- What you will do -
Would you please transcribe, exactly as written, the lines of the entries below starting at the one that holds "pub const NAN: Self" and ending at the one that holds "pub fn array<I>(elements: I) -> Self", both included?

- Stored data entries -
- - - -
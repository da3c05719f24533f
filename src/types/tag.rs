use std::fmt;
use std::str::FromStr;

use super::predicates;
use crate::value::Value;

/// Signature shared by every registry predicate.
pub type Predicate = fn(&Value) -> bool;

/// The closed set of recognized type categories.
///
/// A tag carries no behavior of its own; [`TypeTag::predicate`] looks up the
/// registry entry for it. The lookup is an exhaustive `match`, so every tag
/// has exactly one predicate.
#[derive(Clone, Copy, Debug, PartialEq, Eq, Hash, PartialOrd, Ord)]
pub enum TypeTag {
    /// Text.
    String,
    /// Sequential collection.
    Array,
    /// Arbitrary-precision integer.
    BigInt,
    /// Logical true/false.
    Boolean,
    /// Callable.
    Function,
    /// Number without fractional part.
    Integer,
    /// The not-a-number sentinel.
    NaN,
    /// Number other than `NaN`.
    Numeric,
    /// `null`.
    Null,
    /// Keyed mapping, arrays excluded.
    Object,
    /// Unique identifier token.
    Symbol,
    /// `undefined`.
    Undefined,
    /// `undefined`, `null` or `NaN`.
    NonValue,
    /// Any number, `NaN` included.
    AnyNumber,
    /// Any keyed container, arrays included.
    AnyObject,
}

impl TypeTag {
    /// Every tag, in declaration order.
    pub const ALL: [Self; 15] = [
        Self::String,
        Self::Array,
        Self::BigInt,
        Self::Boolean,
        Self::Function,
        Self::Integer,
        Self::NaN,
        Self::Numeric,
        Self::Null,
        Self::Object,
        Self::Symbol,
        Self::Undefined,
        Self::NonValue,
        Self::AnyNumber,
        Self::AnyObject,
    ];

    /// Returns the stable name of this tag.
    pub const fn name(self) -> &'static str {
        match self {
            Self::String => "string",
            Self::Array => "array",
            Self::BigInt => "bigint",
            Self::Boolean => "boolean",
            Self::Function => "function",
            Self::Integer => "integer",
            Self::NaN => "nan",
            Self::Numeric => "numeric",
            Self::Null => "null",
            Self::Object => "object",
            Self::Symbol => "symbol",
            Self::Undefined => "undefined",
            Self::NonValue => "non-value",
            Self::AnyNumber => "any-number",
            Self::AnyObject => "any-object",
        }
    }

    /// Returns the registry predicate for this tag.
    pub const fn predicate(self) -> Predicate {
        match self {
            Self::String => predicates::is_string,
            Self::Array => predicates::is_array,
            Self::BigInt => predicates::is_bigint,
            Self::Boolean => predicates::is_boolean,
            Self::Function => predicates::is_function,
            Self::Integer => predicates::is_integer,
            Self::NaN => predicates::is_nan,
            Self::Numeric => predicates::is_numeric,
            Self::Null => predicates::is_null,
            Self::Object => predicates::is_object,
            Self::Symbol => predicates::is_symbol,
            Self::Undefined => predicates::is_undefined,
            Self::NonValue => predicates::is_non_value,
            Self::AnyNumber => predicates::is_any_number,
            Self::AnyObject => predicates::is_any_object,
        }
    }

    /// Applies this tag's predicate to a value.
    ///
    /// ```rust
    /// use lambdascript::types::TypeTag;
    /// use lambdascript::value::Value;
    ///
    /// assert!(TypeTag::AnyNumber.test(&Value::NAN));
    /// assert!(!TypeTag::Numeric.test(&Value::NAN));
    /// ```
    #[inline]
    pub fn test(self, value: &Value) -> bool {
        (self.predicate())(value)
    }

    /// Looks a tag up by its stable name.
    pub fn from_name(name: &str) -> Option<Self> {
        Self::ALL.into_iter().find(|tag| tag.name() == name)
    }
}

impl fmt::Display for TypeTag {
    fn fmt(&self, formatter: &mut fmt::Formatter<'_>) -> fmt::Result {
        formatter.write_str(self.name())
    }
}

/// Error returned when a name or token matches no [`TypeTag`].
#[derive(Clone, Debug, PartialEq, Eq, thiserror::Error)]
#[error("unknown type tag: {token}")]
pub struct UnknownTag {
    /// Rendering of the token that failed to resolve.
    pub token: String,
}

impl UnknownTag {
    /// Creates a new `UnknownTag` for the given token rendering.
    #[must_use]
    pub fn new(token: impl Into<String>) -> Self {
        Self {
            token: token.into(),
        }
    }
}

impl FromStr for TypeTag {
    type Err = UnknownTag;

    fn from_str(name: &str) -> Result<Self, Self::Err> {
        Self::from_name(name).ok_or_else(|| UnknownTag::new(name))
    }
}

impl TryFrom<&Value> for TypeTag {
    type Error = UnknownTag;

    /// Resolves a runtime tag token.
    ///
    /// `undefined` and `null` resolve by identity before any name lookup;
    /// symbols resolve through their description and strings through their
    /// text.
    fn try_from(token: &Value) -> Result<Self, Self::Error> {
        match token {
            Value::Undefined => Ok(Self::Undefined),
            Value::Null => Ok(Self::Null),
            Value::Symbol(symbol) => symbol
                .description()
                .and_then(Self::from_name)
                .ok_or_else(|| UnknownTag::new(symbol.to_string())),
            Value::String(name) => name.parse(),
            other => Err(UnknownTag::new(other.to_string())),
        }
    }
}

/// Looks a registry predicate up by tag name.
pub fn predicate_for(name: &str) -> Option<Predicate> {
    TypeTag::from_name(name).map(TypeTag::predicate)
}

static_assertions::assert_impl_all!(TypeTag: Copy, Send, Sync);

#[cfg(test)]
mod tests {
    use super::*;
    use crate::value::Symbol;
    use rstest::rstest;

    #[rstest]
    fn test_names_round_trip_for_every_tag() {
        for tag in TypeTag::ALL {
            assert_eq!(tag.name().parse::<TypeTag>(), Ok(tag));
        }
    }

    #[rstest]
    fn test_names_are_unique() {
        let mut names: Vec<&str> = TypeTag::ALL.iter().map(|tag| tag.name()).collect();
        names.sort_unstable();
        names.dedup();
        assert_eq!(names.len(), TypeTag::ALL.len());
    }

    #[rstest]
    fn test_unknown_name() {
        let error = "float".parse::<TypeTag>().unwrap_err();
        assert_eq!(error.to_string(), "unknown type tag: float");
    }

    #[rstest]
    #[case(Value::Undefined, TypeTag::Undefined)]
    #[case(Value::Null, TypeTag::Null)]
    #[case(Value::from(Symbol::new("integer")), TypeTag::Integer)]
    #[case(Value::from("any-object"), TypeTag::AnyObject)]
    fn test_token_resolution(#[case] token: Value, #[case] expected: TypeTag) {
        assert_eq!(TypeTag::try_from(&token), Ok(expected));
    }

    #[rstest]
    #[case(Value::from(Symbol::anonymous()))]
    #[case(Value::from(Symbol::new("float")))]
    #[case(Value::from(3))]
    fn test_token_resolution_fails(#[case] token: Value) {
        assert!(TypeTag::try_from(&token).is_err());
    }

    #[rstest]
    fn test_predicate_for() {
        let is_numeric = predicate_for("numeric").unwrap();
        assert!(is_numeric(&Value::from(1)));
        assert!(predicate_for("float").is_none());
    }
}
//! Safe-Coercion Guards.
//!
//! Each guard returns its input when it satisfies one predicate and a
//! fallback otherwise. A [`Fallback`] is either a literal value, returned as
//! is, or a producer whose output is re-checked and replaced by [`EMPTY`] when
//! it fails too. The guards never fail.
//!
//! # Examples
//!
//! ```rust
//! use lambdascript::safe::{self, EMPTY, Fallback};
//! use lambdascript::value::Value;
//!
//! assert_eq!(safe::str(&Value::from("kept"), Fallback::default()), Value::from("kept"));
//! assert_eq!(safe::str(&Value::from(123), "default value"), Value::from("default value"));
//!
//! let describe = Fallback::produce(|value| Value::from(format!("Value is: {value}")));
//! assert_eq!(safe::str(&Value::Null, describe), Value::from("Value is: null"));
//!
//! let echo = Fallback::produce(Value::clone);
//! assert_eq!(safe::str(&Value::object([("k", Value::Null)]), echo), EMPTY);
//! ```

use std::fmt;
use std::sync::Arc;

use crate::types::{Predicate, is_integer, is_numeric, is_string};
use crate::value::Value;

/// The empty-string placeholder.
pub const EMPTY: Value = Value::String(String::new());

/// Replacement used by a guard when the value fails its predicate.
#[derive(Clone)]
pub enum Fallback {
    /// Returned unchanged.
    Literal(Value),
    /// Called with the rejected value; its output must pass the predicate.
    Produce(Arc<dyn Fn(&Value) -> Value + Send + Sync>),
}

impl Fallback {
    /// Creates a producer fallback.
    pub fn produce<F>(producer: F) -> Self
    where
        F: Fn(&Value) -> Value + Send + Sync + 'static,
    {
        Self::Produce(Arc::new(producer))
    }
}

impl Default for Fallback {
    fn default() -> Self {
        Self::Literal(EMPTY)
    }
}

impl fmt::Debug for Fallback {
    fn fmt(&self, formatter: &mut fmt::Formatter<'_>) -> fmt::Result {
        match self {
            Self::Literal(value) => formatter.debug_tuple("Literal").field(value).finish(),
            Self::Produce(_) => formatter.debug_tuple("Produce").field(&"<producer>").finish(),
        }
    }
}

impl From<Value> for Fallback {
    fn from(value: Value) -> Self {
        Self::Literal(value)
    }
}

macro_rules! literal_fallback {
    ($($source:ty),+ $(,)?) => {
        $(
            impl From<$source> for Fallback {
                fn from(value: $source) -> Self {
                    Self::Literal(Value::from(value))
                }
            }
        )+
    };
}

literal_fallback!(bool, f64, i32, u32, &str, String);

fn guard(value: &Value, fallback: Fallback, predicate: Predicate) -> Value {
    if predicate(value) {
        return value.clone();
    }
    match fallback {
        Fallback::Literal(placeholder) => placeholder,
        Fallback::Produce(producer) => {
            let produced = producer(value);
            if predicate(&produced) { produced } else { EMPTY }
        }
    }
}

/// Guards against non-string values.
pub fn str(value: &Value, fallback: impl Into<Fallback>) -> Value {
    guard(value, fallback.into(), is_string)
}

/// Guards against values that are not numbers, or are `NaN`.
///
/// ```rust
/// use lambdascript::safe::{self, EMPTY, Fallback};
/// use lambdascript::value::Value;
///
/// assert_eq!(safe::numeric(&Value::from(2.5), 0), Value::from(2.5));
/// assert_eq!(safe::numeric(&Value::NAN, 0), Value::from(0));
///
/// let text = Fallback::produce(|_| Value::from("not a number"));
/// assert_eq!(safe::numeric(&Value::object([("k", Value::Null)]), text), EMPTY);
/// ```
pub fn numeric(value: &Value, fallback: impl Into<Fallback>) -> Value {
    guard(value, fallback.into(), is_numeric)
}

/// Guards against values that are not integral numbers.
pub fn int(value: &Value, fallback: impl Into<Fallback>) -> Value {
    guard(value, fallback.into(), is_integer)
}

#[cfg(test)]
mod tests {
    use super::*;
    use rstest::rstest;

    #[rstest]
    fn test_literal_fallback_is_not_rechecked() {
        assert_eq!(int(&Value::from(2.5), "zero"), Value::from("zero"));
    }

    #[rstest]
    fn test_default_fallback_is_empty() {
        assert_eq!(numeric(&Value::from("1"), Fallback::default()), EMPTY);
    }

    #[rstest]
    fn test_producer_is_not_called_for_valid_value() {
        let fallback = Fallback::produce(|_| unreachable!("valid input must be returned as is"));
        assert_eq!(int(&Value::from(10), fallback), Value::from(10));
    }

    #[rstest]
    fn test_producer_receives_rejected_value() {
        let parse = Fallback::produce(|value| {
            value
                .as_str()
                .and_then(|text| text.parse::<i32>().ok())
                .map_or(Value::NAN, Value::from)
        });
        assert_eq!(int(&Value::from("5"), parse.clone()), Value::from(5));
        assert_eq!(int(&Value::from("five"), parse), EMPTY);
    }
}
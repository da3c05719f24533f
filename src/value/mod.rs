//! Dynamic values classified by the type predicates.
//!
//! [`Value`] models a value of unknown shape: the predicates in
//! [`crate::types`] and the assertion engine in [`crate::exc`] inspect it
//! without ever mutating it.
//!
//! # Examples
//!
//! ```rust
//! use lambdascript::value::{Symbol, Value};
//!
//! let values = [
//!     Value::Undefined,
//!     Value::Null,
//!     Value::from(true),
//!     Value::from(2.5),
//!     Value::bigint(10),
//!     Value::from("text"),
//!     Value::from(Symbol::new("token")),
//!     Value::array([Value::from(1), Value::from(2)]),
//!     Value::object([("key", Value::from(1))]),
//! ];
//!
//! let names: Vec<&str> = values.iter().map(Value::type_name).collect();
//! assert_eq!(
//!     names,
//!     ["undefined", "null", "boolean", "number", "bigint", "string", "symbol", "object", "object"]
//! );
//! ```

mod function;
mod symbol;

use std::collections::BTreeMap;
use std::fmt;

pub use function::Function;
pub use symbol::Symbol;

/// A value of unknown shape.
///
/// Numbers are IEEE-754 doubles, so the not-a-number sentinel is an ordinary
/// [`Value::Number`]. Equality follows strict equality: `NaN` is not equal to
/// itself, symbols and functions compare by identity.
#[derive(Clone, Debug, Default, PartialEq)]
pub enum Value {
    /// The "never assigned" sentinel.
    #[default]
    Undefined,
    /// The "intentionally absent" sentinel.
    Null,
    /// Logical true/false.
    Boolean(bool),
    /// Ordinary numeric value, `NaN` included.
    Number(f64),
    /// Arbitrary-precision integer, distinct from [`Value::Number`].
    BigInt(i128),
    /// Text.
    String(String),
    /// Unique opaque identifier token.
    Symbol(Symbol),
    /// Callable value.
    Function(Function),
    /// Sequential, index-ordered collection.
    Array(Vec<Self>),
    /// Keyed mapping container.
    Object(BTreeMap<String, Self>),
}

impl Value {
    /// The not-a-number sentinel.
    pub const NAN: Self = Self::Number(f64::NAN);

    /// Creates a [`Value::BigInt`].
    #[inline]
    pub const fn bigint(value: i128) -> Self {
        Self::BigInt(value)
    }

    /// Creates a [`Value::Array`] from any sequence of values.
    pub fn array<I>(elements: I) -> Self
    where
        I: IntoIterator<Item = Self>,
    {
        Self::Array(elements.into_iter().collect())
    }

    /// Creates a [`Value::Object`] from key/value pairs.
    pub fn object<K, I>(entries: I) -> Self
    where
        K: Into<String>,
        I: IntoIterator<Item = (K, Self)>,
    {
        Self::Object(
            entries
                .into_iter()
                .map(|(key, value)| (key.into(), value))
                .collect(),
        )
    }

    /// Creates a [`Value::Function`] from a closure.
    pub fn function<F>(function: F) -> Self
    where
        F: Fn(&[Self]) -> Self + Send + Sync + 'static,
    {
        Self::Function(Function::new(function))
    }

    /// Returns the runtime category name of this value.
    ///
    /// Arrays and mappings both report `"object"`; `null` and `undefined`
    /// report themselves.
    pub const fn type_name(&self) -> &'static str {
        match self {
            Self::Undefined => "undefined",
            Self::Null => "null",
            Self::Boolean(_) => "boolean",
            Self::Number(_) => "number",
            Self::BigInt(_) => "bigint",
            Self::String(_) => "string",
            Self::Symbol(_) => "symbol",
            Self::Function(_) => "function",
            Self::Array(_) | Self::Object(_) => "object",
        }
    }

    /// Returns the numeric payload, if any.
    pub const fn as_number(&self) -> Option<f64> {
        match self {
            Self::Number(number) => Some(*number),
            _ => None,
        }
    }

    /// Returns the text payload, if any.
    pub fn as_str(&self) -> Option<&str> {
        match self {
            Self::String(text) => Some(text),
            _ => None,
        }
    }
}

impl fmt::Display for Value {
    fn fmt(&self, formatter: &mut fmt::Formatter<'_>) -> fmt::Result {
        match self {
            Self::Undefined => formatter.write_str("undefined"),
            Self::Null => formatter.write_str("null"),
            Self::Boolean(flag) => write!(formatter, "{flag}"),
            Self::Number(number) if number.is_nan() => formatter.write_str("NaN"),
            Self::Number(number) if number.is_infinite() => {
                if number.is_sign_positive() {
                    formatter.write_str("Infinity")
                } else {
                    formatter.write_str("-Infinity")
                }
            }
            Self::Number(number) => write!(formatter, "{number}"),
            Self::BigInt(integer) => write!(formatter, "{integer}"),
            Self::String(text) => formatter.write_str(text),
            Self::Symbol(symbol) => write!(formatter, "{symbol}"),
            Self::Function(_) => formatter.write_str("function"),
            Self::Array(elements) => {
                for (index, element) in elements.iter().enumerate() {
                    if index > 0 {
                        formatter.write_str(",")?;
                    }
                    match element {
                        Self::Undefined | Self::Null => {}
                        other => write!(formatter, "{other}")?,
                    }
                }
                Ok(())
            }
            Self::Object(_) => formatter.write_str("[object Object]"),
        }
    }
}

impl From<bool> for Value {
    fn from(flag: bool) -> Self {
        Self::Boolean(flag)
    }
}

impl From<f64> for Value {
    fn from(number: f64) -> Self {
        Self::Number(number)
    }
}

impl From<i32> for Value {
    fn from(number: i32) -> Self {
        Self::Number(f64::from(number))
    }
}

impl From<u32> for Value {
    fn from(number: u32) -> Self {
        Self::Number(f64::from(number))
    }
}

impl From<&str> for Value {
    fn from(text: &str) -> Self {
        Self::String(text.to_owned())
    }
}

impl From<String> for Value {
    fn from(text: String) -> Self {
        Self::String(text)
    }
}

impl From<Symbol> for Value {
    fn from(symbol: Symbol) -> Self {
        Self::Symbol(symbol)
    }
}

impl From<Function> for Value {
    fn from(function: Function) -> Self {
        Self::Function(function)
    }
}

impl From<Vec<Self>> for Value {
    fn from(elements: Vec<Self>) -> Self {
        Self::Array(elements)
    }
}

impl<T: Into<Self>> From<Option<T>> for Value {
    fn from(option: Option<T>) -> Self {
        option.map_or(Self::Null, Into::into)
    }
}

static_assertions::assert_impl_all!(Value: Send, Sync, Clone);

#[cfg(test)]
mod tests {
    use super::*;
    use rstest::rstest;

    #[rstest]
    fn test_nan_is_not_equal_to_itself() {
        assert_ne!(Value::NAN, Value::NAN);
    }

    #[rstest]
    fn test_default_is_undefined() {
        assert_eq!(Value::default(), Value::Undefined);
    }

    #[rstest]
    #[case(Value::Undefined, "undefined")]
    #[case(Value::Null, "null")]
    #[case(Value::from(5), "5")]
    #[case(Value::from(9.5), "9.5")]
    #[case(Value::NAN, "NaN")]
    #[case(Value::from(f64::NEG_INFINITY), "-Infinity")]
    #[case(Value::bigint(10), "10")]
    #[case(Value::array([Value::from(1), Value::Null, Value::from("a")]), "1,,a")]
    #[case(Value::object([("k", Value::from(1))]), "[object Object]")]
    fn test_display(#[case] value: Value, #[case] expected: &str) {
        assert_eq!(value.to_string(), expected);
    }

    #[rstest]
    fn test_option_none_becomes_null() {
        assert_eq!(Value::from(None::<bool>), Value::Null);
        assert_eq!(Value::from(Some(true)), Value::Boolean(true));
    }

    #[rstest]
    fn test_functions_compare_by_identity() {
        let function = Value::function(|_| Value::Null);
        let same = function.clone();
        let other = Value::function(|_| Value::Null);

        assert_eq!(function, same);
        assert_ne!(function, other);
    }
}
//! # lambdascript
//!
//! Small functional programming helpers for Rust.
//!
//! ## Overview
//!
//! - **Type Predicates**: classify a dynamic [`Value`](value::Value) into a
//!   closed set of categories ([`types`])
//! - **Type Assertions**: check a value against an ordered list of categories
//!   and report the first failure silently, as a warning, or as an error
//!   ([`exc`])
//! - **Safe Coercion**: return a value or a fallback that satisfies a
//!   predicate ([`safe`])
//! - **Function Composition**: [`comp`](compose::comp), [`pipe`](compose::pipe),
//!   `compose!` and `pipe!` ([`compose`])
//! - **Tail-Call Execution**: [`linear`](control::linear) thunk driving and
//!   [`trampoline`](control::trampoline) argument rebinding ([`control`])
//!
//! ## Feature Flags
//!
//! - `types`: Type predicate registry
//! - `exc`: Type assertion engine (implies `types`)
//! - `safe`: Safe coercion guards (implies `types`)
//! - `compose`: Function composition utilities
//! - `control`: Tail-call execution strategies
//! - `full`: Enable all features
//!
//! ## Logging
//!
//! Diagnostics are emitted through [`tracing`]; the library never installs a
//! subscriber.
//!
//! ## Example
//!
//! ```rust
//! use lambdascript::prelude::*;
//!
//! fn factorial(n: u64, accumulator: u64) -> Thunk<u64> {
//!     if n <= 1 {
//!         Thunk::done(accumulator)
//!     } else {
//!         Thunk::more(move || factorial(n - 1, n * accumulator))
//!     }
//! }
//!
//! let input = Value::from(5);
//! assert!(check(&input, &[TypeTag::Integer]).query(default_message));
//!
//! let n = input.as_number().map_or(0, |n| n as u64);
//! assert_eq!(linear(|n| factorial(n, 1), n), 120);
//! ```

#![forbid(unsafe_code)]
#![warn(missing_docs)]
#![warn(clippy::all)]
#![warn(clippy::pedantic)]
#![warn(clippy::nursery)]

/// Prelude module for convenient imports.
///
/// Re-exports commonly used types, functions and macros.
///
/// # Usage
///
/// ```rust
/// use lambdascript::prelude::*;
/// ```
pub mod prelude {
    pub use crate::value::*;

    #[cfg(feature = "types")]
    pub use crate::types::*;

    #[cfg(feature = "exc")]
    pub use crate::exc::*;

    #[cfg(feature = "compose")]
    pub use crate::compose::*;

    #[cfg(feature = "control")]
    pub use crate::control::*;
}

pub mod value;

#[cfg(feature = "types")]
pub mod types;

#[cfg(feature = "exc")]
pub mod exc;

#[cfg(feature = "safe")]
pub mod safe;

#[cfg(feature = "compose")]
pub mod compose;

#[cfg(feature = "control")]
pub mod control;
- - - -
- Task response -
    pub const NAN: Self = Self::Number(f64::NAN);

    /// Creates a [`Value::BigInt`].
    #[inline]
    pub const fn bigint(value: i128) -> Self {
        Self::BigInt(value)
    }

    /// Creates a [`Value::Array`] from any sequence of values.
    pub fn array<I>(elements: I) -> Self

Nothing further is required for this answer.